Directions:
Could you return every record below exactly as it is written?

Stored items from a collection
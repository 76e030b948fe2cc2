//! Client transfer driver — one INIT/AGRE handshake, then a strictly
//! synchronous REQ_/ANS_ exchange per chunk. Never more than one request
//! is outstanding.

use tokio::io::{AsyncRead, AsyncWrite};

use reverb_core::wire::{self, Tag, WireError, MAX_CHUNKS, MAX_PAYLOAD};

/// Errors that abort a transfer. On any of these the caller must not write
/// an output file.
#[derive(Debug, thiserror::Error)]
pub enum TransferError {
    #[error("file splits into {0} chunks, but the 4-digit INIT field caps a transfer at {}", MAX_CHUNKS)]
    TooManyChunks(usize),

    #[error("chunk {index} encodes to {bytes} bytes, but a frame carries at most {}", MAX_PAYLOAD)]
    ChunkTooLarge { index: usize, bytes: usize },

    #[error(transparent)]
    Wire(#[from] WireError),
}

/// Drive a complete transfer over an established stream.
///
/// `on_answer` is called with each reversed chunk as it arrives, numbered
/// from 1; the concatenation in request order is returned at the end.
pub async fn run_transfer<S, F>(
    stream: &mut S,
    chunks: &[String],
    mut on_answer: F,
) -> Result<String, TransferError>
where
    S: AsyncRead + AsyncWrite + Unpin,
    F: FnMut(usize, &str),
{
    if chunks.len() > MAX_CHUNKS {
        return Err(TransferError::TooManyChunks(chunks.len()));
    }
    for (i, chunk) in chunks.iter().enumerate() {
        if chunk.len() > MAX_PAYLOAD {
            return Err(TransferError::ChunkTooLarge {
                index: i + 1,
                bytes: chunk.len(),
            });
        }
    }

    // Handshake. Anything but a bare AGRE is fatal.
    wire::write_count(stream, Tag::Init, chunks.len()).await?;
    wire::expect_tag(stream, Tag::Agree).await?;

    let mut assembled = String::new();
    for (index, chunk) in chunks.iter().enumerate() {
        wire::write_frame(stream, Tag::Request, chunk.as_bytes()).await?;

        wire::expect_tag(stream, Tag::Answer).await?;
        let len = wire::read_len(stream).await?;
        let payload = wire::read_payload(stream, len).await?;
        let text = std::str::from_utf8(&payload).map_err(WireError::from)?;

        on_answer(index + 1, text);
        assembled.push_str(text);
    }

    Ok(assembled)
}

Finished exercise:
repository 76e030b948fe2cc2
//! Client transfer driver — one INIT/AGRE handshake, then a strictly
//! synchronous REQ_/ANS_ exchange per chunk. Never more than one request
//! is outstanding.

use tokio::io::{AsyncRead, AsyncWrite};

use reverb_core::wire::{self, Tag, WireError, MAX_CHUNKS, MAX_PAYLOAD};

/// Errors that abort a transfer. On any of these the caller must not write
/// an output file.
#[derive(Debug, thiserror::Error)]
pub enum TransferError {
    #[error("file splits into {0} chunks, but the 4-digit INIT field caps a transfer at {}", MAX_CHUNKS)]
    TooManyChunks(usize),

    #[error("chunk {index} encodes to {bytes} bytes, but a frame carries at most {}", MAX_PAYLOAD)]
    ChunkTooLarge { index: usize, bytes: usize },

    #[error(transparent)]
    Wire(#[from] WireError),
}

/// Drive a complete transfer over an established stream.
///
/// `on_answer` is called with each reversed chunk as it arrives, numbered
/// from 1; the concatenation in request order is returned at the end.
pub async fn run_transfer<S, F>(
    stream: &mut S,
    chunks: &[String],
    mut on_answer: F,
) -> Result<String, TransferError>
where
    S: AsyncRead + AsyncWrite + Unpin,
    F: FnMut(usize, &str),
{
    if chunks.len() > MAX_CHUNKS {
        return Err(TransferError::TooManyChunks(chunks.len()));
    }
    for (i, chunk) in chunks.iter().enumerate() {
        if chunk.len() > MAX_PAYLOAD {
            return Err(TransferError::ChunkTooLarge {
                index: i + 1,
                bytes: chunk.len(),
            });
        }
    }

    // Handshake. Anything but a bare AGRE is fatal.
    wire::write_count(stream, Tag::Init, chunks.len()).await?;
    wire::expect_tag(stream, Tag::Agree).await?;

    let mut assembled = String::new();
    for (index, chunk) in chunks.iter().enumerate() {
        wire::write_frame(stream, Tag::Request, chunk.as_bytes()).await?;

        wire::expect_tag(stream, Tag::Answer).await?;
        let len = wire::read_len(stream).await?;
        let payload = wire::read_payload(stream, len).await?;
        let text = std::str::from_utf8(&payload).map_err(WireError::from)?;

        on_answer(index + 1, text);
        assembled.push_str(text);
    }

    Ok(assembled)
}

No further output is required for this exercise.